2.2 Novas Tecnologias digitais
O ser humano, durante muito tempo e ao longo da história foi nômade, vivia numa sociedade movente e muitas vezes sem territórios definidos, travando diversas crises e incertezas. Ao decorrer da história da humanidade fomos nos territorializando, nos colonizando e os enfrentamentos foram sob certo ponto de vista se tornando cada vez mais previsíveis e controláveis. As sociedades se adaptaram a novos modos de viver quando isso foi necessário ao bem comum. Autores como Oliveira et al. (2020, p. 31) dirão que nós vivemos numa “era de mudanças frenéticas”. Nesse aspecto, Führ (2019, p. 51) enfatiza que “[...] num cenário marcado de muitas incertezas para a humanidade, provocadas pela rápida mudança tecnológica e seus efeitos no nível dos sistemas e o impacto sobre as pessoas [...] gerará muitas inseguranças.” E é neste sentido que os autores Zurawski et al. (2020) contribuem com a afirmação:
A escola não é a mesma de alguns meses atrás: mudou a funcionalidade e a modalidade escolar. Observa-se que algumas ferramentas e metodologias se tornaram insuficientes para suprir o atual cenário educacional, em que muitas redes de ensino suspenderam as aulas presenciais e passaram ao uso de meios digitais de aprendizagem (Zurawski et al., 2020, p. 84)

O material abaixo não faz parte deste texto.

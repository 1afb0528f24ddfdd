// Licensed to the Apache Software Foundation (ASF) under one
// or more contributor license agreements.  See the NOTICE file
// distributed with this work for additional information
// regarding copyright ownership.  The ASF licenses this file
// to you under the Apache License, Version 2.0 (the
// "License"); you may not use this file except in compliance
// with the License.  You may obtain a copy of the License at
//
//   http://www.apache.org/licenses/LICENSE-2.0
//
// Unless required by applicable law or agreed to in writing,
// software distributed under the License is distributed on an
// "AS IS" BASIS, WITHOUT WARRANTIES OR CONDITIONS OF ANY
// KIND, either express or implied.  See the License for the
// specific language governing permissions and limitations
// under the License.
use std::sync::Arc;

use crate::exec::operators::aggregate::shared_state::AggSharedState;
use crate::exec::pipeline::dependency::{Dependency, DependencyHandle};

/// Readiness gate of an aggregation sink.
///
/// A blocking aggregation is always ready. A streaming one shares the gate its data
/// queue owns, which is only ever flipped under the queue lock.
#[derive(Debug)]
pub struct AggSinkDependency {
    shared: Arc<AggSharedState>,
    dependency: DependencyHandle,
}

impl AggSinkDependency {
    pub fn new(shared: Arc<AggSharedState>) -> Self {
        let dependency = match shared.data_queue() {
            Some(queue) => Arc::clone(queue.sink_dependency()),
            None => Dependency::new("agg_sink", true),
        };
        Self { shared, dependency }
    }

    /// Re-evaluate against the shared queue. Idempotent.
    pub fn refresh(&self) -> Result<(), String> {
        match self.shared.data_queue() {
            Some(queue) => queue.refresh(),
            None => {
                self.dependency.set_ready();
                Ok(())
            }
        }
    }

    /// Cached readiness; the queue keeps it current on every push and pop.
    pub fn is_ready(&self) -> bool {
        self.dependency.is_ready()
    }

    pub fn handle(&self) -> DependencyHandle {
        Arc::clone(&self.dependency)
    }
}
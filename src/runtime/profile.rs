// Licensed to the Apache Software Foundation (ASF) under one
// or more contributor license agreements.  See the NOTICE file
// distributed with this work for additional information
// regarding copyright ownership.  The ASF licenses this file
// to you under the Apache License, Version 2.0 (the
// "License"); you may not use this file except in compliance
// with the License.  You may obtain a copy of the License at
//
//   http://www.apache.org/licenses/LICENSE-2.0
//
// Unless required by applicable law or agreed to in writing,
// software distributed under the License is distributed on an
// "AS IS" BASIS, WITHOUT WARRANTIES OR CONDITIONS OF ANY
// KIND, either express or implied.  See the License for the
// specific language governing permissions and limitations
// under the License.
//! Named counter/timer trees attached to operators.
//!
//! Responsibilities:
//! - Keeps a tree of profiles, each with named counters and info strings.
//! - Provides scoped timers that add elapsed nanoseconds on drop.
//!
//! Key exported interfaces:
//! - Types: `RuntimeProfile`, `Counter`, `CounterRef`, `ScopedTimer`, `OperatorProfiles`, `TUnit`.
//! - Functions: `attach_mem_tracker_tree`.

use std::collections::{BTreeMap, HashMap};
use std::fmt::Write as _;
use std::sync::atomic::{AtomicI64, Ordering};
use std::sync::{Arc, Mutex};
use std::time::Instant;

use crate::runtime::mem_tracker::MemTracker;

#[derive(Clone, Copy, Debug, PartialEq, Eq)]
pub enum TUnit {
    Unit,
    Bytes,
    TimeNs,
}

#[derive(Clone, Debug)]
pub struct RuntimeProfile {
    inner: Arc<RuntimeProfileInner>,
}

#[derive(Debug)]
struct RuntimeProfileInner {
    name: String,
    counters: Mutex<HashMap<String, CounterRef>>,
    info_strings: Mutex<BTreeMap<String, String>>,
    children: Mutex<Vec<RuntimeProfile>>,
}

impl RuntimeProfile {
    pub fn new(name: impl Into<String>) -> Self {
        Self {
            inner: Arc::new(RuntimeProfileInner {
                name: name.into(),
                counters: Mutex::new(HashMap::new()),
                info_strings: Mutex::new(BTreeMap::new()),
                children: Mutex::new(Vec::new()),
            }),
        }
    }

    pub fn name(&self) -> &str {
        &self.inner.name
    }

    pub fn get_child(&self, name: &str) -> Option<RuntimeProfile> {
        self.inner
            .children
            .lock()
            .unwrap_or_else(|e| e.into_inner())
            .iter()
            .find(|c| c.name() == name)
            .cloned()
    }

    pub fn children(&self) -> Vec<RuntimeProfile> {
        self.inner
            .children
            .lock()
            .unwrap_or_else(|e| e.into_inner())
            .clone()
    }

    /// Return the child called `name`, creating it on first use.
    pub fn child(&self, name: impl Into<String>) -> RuntimeProfile {
        let name = name.into();
        let mut children = self
            .inner
            .children
            .lock()
            .unwrap_or_else(|e| e.into_inner());
        if let Some(existing) = children.iter().find(|c| c.name() == name) {
            return existing.clone();
        }
        let child = RuntimeProfile::new(name);
        children.push(child.clone());
        child
    }

    pub fn add_info_string(&self, key: impl Into<String>, value: impl Into<String>) {
        let mut guard = self
            .inner
            .info_strings
            .lock()
            .unwrap_or_else(|e| e.into_inner());
        guard.insert(key.into(), value.into());
    }

    pub fn get_info_string(&self, key: &str) -> Option<String> {
        self.inner
            .info_strings
            .lock()
            .unwrap_or_else(|e| e.into_inner())
            .get(key)
            .cloned()
    }

    pub fn add_counter(&self, name: impl Into<String>, unit: TUnit) -> CounterRef {
        let name = name.into();
        let mut guard = self
            .inner
            .counters
            .lock()
            .unwrap_or_else(|e| e.into_inner());
        if let Some(counter) = guard.get(&name) {
            return Arc::clone(counter);
        }
        let counter = Arc::new(Counter::new(name.clone(), unit));
        guard.insert(name, Arc::clone(&counter));
        counter
    }

    pub fn get_counter(&self, name: &str) -> Option<CounterRef> {
        self.inner
            .counters
            .lock()
            .unwrap_or_else(|e| e.into_inner())
            .get(name)
            .cloned()
    }

    pub fn counter_add(&self, name: &str, unit: TUnit, delta: i64) {
        self.add_counter(name, unit).add(delta);
    }

    pub fn counter_set(&self, name: &str, unit: TUnit, value: i64) {
        self.add_counter(name, unit).set(value);
    }

    pub fn add_timer(&self, name: impl Into<String>) -> CounterRef {
        self.add_counter(name, TUnit::TimeNs)
    }

    pub fn scoped_timer(&self, name: impl Into<String>) -> ScopedTimer {
        ScopedTimer::new(self.add_timer(name))
    }

    /// Indented, name-sorted rendering used in debug logs.
    pub fn pretty_print(&self) -> String {
        let mut out = String::new();
        self.pretty_print_into(&mut out, 0);
        out
    }

    fn pretty_print_into(&self, out: &mut String, depth: usize) {
        let indent = "  ".repeat(depth);
        let _ = writeln!(out, "{indent}{}:", self.name());
        for (k, v) in self
            .inner
            .info_strings
            .lock()
            .unwrap_or_else(|e| e.into_inner())
            .iter()
        {
            let _ = writeln!(out, "{indent}   - {k}: {v}");
        }
        let mut counters: Vec<CounterRef> = self
            .inner
            .counters
            .lock()
            .unwrap_or_else(|e| e.into_inner())
            .values()
            .cloned()
            .collect();
        counters.sort_by(|a, b| a.name.cmp(&b.name));
        for c in counters {
            let _ = writeln!(out, "{indent}   - {}: {}", c.name, c.display_value());
        }
        for child in self.children() {
            child.pretty_print_into(out, depth + 1);
        }
    }
}

pub type CounterRef = Arc<Counter>;

#[derive(Debug)]
pub struct Counter {
    name: String,
    unit: TUnit,
    value: AtomicI64,
}

impl Counter {
    pub fn new(name: impl Into<String>, unit: TUnit) -> Self {
        Self {
            name: name.into(),
            unit,
            value: AtomicI64::new(0),
        }
    }

    pub fn name(&self) -> &str {
        &self.name
    }

    pub fn unit(&self) -> TUnit {
        self.unit
    }

    pub fn add(&self, delta: i64) {
        self.value.fetch_add(delta, Ordering::Relaxed);
    }

    pub fn set(&self, value: i64) {
        self.value.store(value, Ordering::Relaxed);
    }

    /// High-water mark update.
    pub fn set_max(&self, value: i64) {
        self.value.fetch_max(value, Ordering::Relaxed);
    }

    pub fn value(&self) -> i64 {
        self.value.load(Ordering::Relaxed)
    }

    fn display_value(&self) -> String {
        let v = self.value();
        match self.unit {
            TUnit::Unit => v.to_string(),
            TUnit::Bytes => format!("{v} B"),
            TUnit::TimeNs => format!("{:.3}ms", v as f64 / 1_000_000.0),
        }
    }
}

pub struct ScopedTimer {
    counter: CounterRef,
    start: Instant,
}

impl ScopedTimer {
    pub fn new(counter: CounterRef) -> Self {
        Self {
            counter,
            start: Instant::now(),
        }
    }
}

impl Drop for ScopedTimer {
    fn drop(&mut self) {
        let elapsed_ns = i64::try_from(self.start.elapsed().as_nanos()).unwrap_or(i64::MAX);
        self.counter.add(elapsed_ns);
    }
}

#[derive(Clone, Debug)]
pub struct OperatorProfiles {
    pub operator: RuntimeProfile,
    pub common: RuntimeProfile,
    pub unique: RuntimeProfile,
}

impl OperatorProfiles {
    pub fn new(operator: RuntimeProfile) -> Self {
        let common = operator.child("CommonMetrics");
        let unique = operator.child("UniqueMetrics");
        Self {
            operator,
            common,
            unique,
        }
    }
}

pub fn attach_mem_tracker_tree(profile: &RuntimeProfile, root: &Arc<MemTracker>) {
    let mem_root = profile.child("MemTracker");
    fill_mem_tracker_profile(&mem_root, root);
}

fn fill_mem_tracker_profile(profile: &RuntimeProfile, tracker: &Arc<MemTracker>) {
    profile.add_info_string("Label", tracker.label());
    profile.counter_set("CurrentMemoryBytes", TUnit::Bytes, tracker.current());
    profile.counter_set("PeakMemoryBytes", TUnit::Bytes, tracker.peak());
    for child in tracker.children() {
        let child_profile = profile.child(child.label().to_string());
        fill_mem_tracker_profile(&child_profile, &child);
    }
}
// Licensed to the Apache Software Foundation (ASF) under one
// or more contributor license agreements.  See the NOTICE file
// distributed with this work for additional information
// regarding copyright ownership.  The ASF licenses this file
// to you under the Apache License, Version 2.0 (the
// "License"); you may not use this file except in compliance
// with the License.  You may obtain a copy of the License at
//
//   http://www.apache.org/licenses/LICENSE-2.0
//
// Unless required by applicable law or agreed to in writing,
// software distributed under the License is distributed on an
// "AS IS" BASIS, WITHOUT WARRANTIES OR CONDITIONS OF ANY
// KIND, either express or implied.  See the License for the
// specific language governing permissions and limitations
// under the License.
use std::sync::Arc;

use arrow::array::{Array, ArrayRef, Float64Array, Int64Array};
use arrow::datatypes::DataType;

use super::super::spec::{NumericClass, numeric_class};
use super::super::views::{float_view, int_view};
use super::super::*;
use super::{AggKind, AggregateFunction, check_rows};

// Layout: [value: 8 bytes][has_value: 1 byte]
const HAS_VALUE_OFFSET: usize = 8;

pub(super) struct MinMaxAgg {
    pub(super) is_max: bool,
}

impl MinMaxAgg {
    fn name(&self) -> &'static str {
        if self.is_max { "max" } else { "min" }
    }

    fn replaces_i64(&self, current: i64, candidate: i64) -> bool {
        if self.is_max {
            candidate > current
        } else {
            candidate < current
        }
    }

    fn replaces_f64(&self, current: f64, candidate: f64) -> bool {
        if self.is_max {
            candidate.total_cmp(&current).is_gt()
        } else {
            candidate.total_cmp(&current).is_lt()
        }
    }
}

impl AggregateFunction for MinMaxAgg {
    fn build_spec_from_type(
        &self,
        _func: &AggFunction,
        input_type: Option<&DataType>,
    ) -> Result<AggSpec, String> {
        let data_type =
            input_type.ok_or_else(|| format!("{} requires one argument", self.name()))?;
        let (kind, value_type) = match (numeric_class(data_type), self.is_max) {
            (Some(NumericClass::Int), false) => (AggKind::MinInt, DataType::Int64),
            (Some(NumericClass::Int), true) => (AggKind::MaxInt, DataType::Int64),
            (Some(NumericClass::Float), false) => (AggKind::MinFloat, DataType::Float64),
            (Some(NumericClass::Float), true) => (AggKind::MaxFloat, DataType::Float64),
            (None, _) => {
                return Err(format!(
                    "unsupported {} input type: {:?}",
                    self.name(),
                    data_type
                ));
            }
        };
        Ok(AggSpec {
            kind,
            output_type: value_type.clone(),
            intermediate_type: value_type.clone(),
            input_cast: Some(value_type),
            count_all: false,
        })
    }

    fn state_layout_for(&self, _kind: &AggKind) -> (usize, usize) {
        (16, 8)
    }

    fn build_input_view<'a>(
        &self,
        spec: &AggSpec,
        array: &'a Option<ArrayRef>,
    ) -> Result<AggInputView<'a>, String> {
        let arr = array
            .as_ref()
            .ok_or_else(|| format!("{} input missing", self.name()))?;
        match spec.kind {
            AggKind::MinInt | AggKind::MaxInt => Ok(AggInputView::Int(int_view(arr)?)),
            _ => Ok(AggInputView::Float(float_view(arr)?)),
        }
    }

    fn build_merge_view<'a>(
        &self,
        spec: &AggSpec,
        array: &'a Option<ArrayRef>,
    ) -> Result<AggInputView<'a>, String> {
        self.build_input_view(spec, array)
    }

    fn init_state(
        &self,
        _spec: &AggSpec,
        arena: &mut AggStateArena,
        at: AggStatePtr,
    ) -> Result<(), String> {
        arena.write_i64(at, 0)?;
        arena.write_flag(at + HAS_VALUE_OFFSET, false)
    }

    fn update_batch(
        &self,
        _spec: &AggSpec,
        arena: &mut AggStateArena,
        offset: usize,
        state_ptrs: &[AggStatePtr],
        input: &AggInputView,
    ) -> Result<(), String> {
        match input {
            AggInputView::Int(arr) => {
                check_rows(self.name(), arr.len(), state_ptrs.len())?;
                for (row, &base) in state_ptrs.iter().enumerate() {
                    if !arr.is_valid(row) {
                        continue;
                    }
                    let at = base + offset;
                    let v = arr.value(row);
                    if !arena.read_flag(at + HAS_VALUE_OFFSET)?
                        || self.replaces_i64(arena.read_i64(at)?, v)
                    {
                        arena.write_i64(at, v)?;
                        arena.write_flag(at + HAS_VALUE_OFFSET, true)?;
                    }
                }
                Ok(())
            }
            AggInputView::Float(arr) => {
                check_rows(self.name(), arr.len(), state_ptrs.len())?;
                for (row, &base) in state_ptrs.iter().enumerate() {
                    if !arr.is_valid(row) {
                        continue;
                    }
                    let at = base + offset;
                    let v = arr.value(row);
                    if !arena.read_flag(at + HAS_VALUE_OFFSET)?
                        || self.replaces_f64(arena.read_f64(at)?, v)
                    {
                        arena.write_f64(at, v)?;
                        arena.write_flag(at + HAS_VALUE_OFFSET, true)?;
                    }
                }
                Ok(())
            }
            _ => Err(format!("{} batch input type mismatch", self.name())),
        }
    }

    fn merge_batch(
        &self,
        spec: &AggSpec,
        arena: &mut AggStateArena,
        offset: usize,
        state_ptrs: &[AggStatePtr],
        input: &AggInputView,
    ) -> Result<(), String> {
        self.update_batch(spec, arena, offset, state_ptrs, input)
    }

    fn build_array(
        &self,
        spec: &AggSpec,
        arena: &AggStateArena,
        offset: usize,
        group_states: &[AggStatePtr],
        _output_intermediate: bool,
    ) -> Result<ArrayRef, String> {
        let int_kind = matches!(spec.kind, AggKind::MinInt | AggKind::MaxInt);
        if int_kind {
            let mut values = Vec::with_capacity(group_states.len());
            for &base in group_states {
                let at = base + offset;
                values.push(if arena.read_flag(at + HAS_VALUE_OFFSET)? {
                    Some(arena.read_i64(at)?)
                } else {
                    None
                });
            }
            return Ok(Arc::new(Int64Array::from(values)));
        }
        let mut values = Vec::with_capacity(group_states.len());
        for &base in group_states {
            let at = base + offset;
            values.push(if arena.read_flag(at + HAS_VALUE_OFFSET)? {
                Some(arena.read_f64(at)?)
            } else {
                None
            });
        }
        Ok(Arc::new(Float64Array::from(values)))
    }
}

Com isso, podemos pensar o quanto os territórios (escola versus casa) se modificaram durante este tempo de pandemia e os impactos que causaram nas rotinas familiares. Segundo Zurawski et al. (2020, p.89) “[...] não há dúvida de que a formação humana de crianças e jovens está relacionada ao cotidiano da escola, à sala de aula e ao fazer pedagógico docente. Nesse processo, antes de tudo, o que importa é a vida das pessoas.” Foi com este propósito que muitas famílias tiveram acesso às salas de aula Google for Education por meio das suas escolas e receberam orientações para a realização de atividades remotas. Neste contexto, Santana e Borges Sales (2020, p.85) reiteram que:
A escola precisa apresentar o diferencial nesses processos de ensino que são remotos e emergenciais. Esse diferencial, certamente, é a prática docente que deveria acumular conhecimento específico e didático para apresentar ao estudante em isolamento o que ele efetivamente precisa num cenário de incertezas que uma pandemia carrega. (Santana e Borges Sales, 2020, p. 85)
Conforme foi se estendendo o período de isolamento, muitas famílias começaram a entrar em situações de stress por não dominarem os artefatos tecnológicos oferecidos, ou por estarem sendo conduzidas a orientar as crianças nos estudos domiciliares. Para Santana e Borges Sales (2020, p. 77) “[...] a educação tem sido convocada a reconhecer novas representações dos contextos de ensino-aprendizagem na atualidade e, mesmo que ainda de maneira tímida, instituindo novos processos educativos.” Nesse sentido, Nóvoa (2019, p. 4) argumenta que “É impossível ignorar o impacto da revolução digital, bem como a necessidade de diferenciar os percursos dos alunos, mas isso não implica que a escola abdique de ser um lugar de construção do comum”. Esse autor se refere à construção do comum no sentido de haver o sentimento de pertencimento, de comunidade entre as pessoas. No entanto, percebemos que há uma cobrança forte das famílias em relação ao ensino e aprendizagem das crianças e, ao mesmo tempo, dificuldades com a continuidade de uma rotina de estudos em casa. O que as famílias precisam compreender daqui para a frente é que a aprendizagem segue novos rumos e conceitos e aqui mencionamos as aprendizagens ativas e o ensino híbrido. Na visão de Moran (2018, p. 4) o ensino híbrido “destaca a flexibilidade, a mistura e compartilhamento de espaços, tempos, atividades, materiais, técnicas e tecnologias [...]”. Dito isso, citamos novamente Moran (2018, p.4):
As metodologias ativas dão ênfase ao papel protagonista do aluno, ao seu envolvimento direto, participativo e reflexivo em todas as etapas do processo, experimentando, desenhando, criando, com orientação do professor; a aprendizagem híbrida destaca a flexibilidade, a mistura e compartilhamento de espaços, tempos, atividades, materiais, técnicas e tecnologias que compõe esse processo ativo. (Moran, 2018, p. 4)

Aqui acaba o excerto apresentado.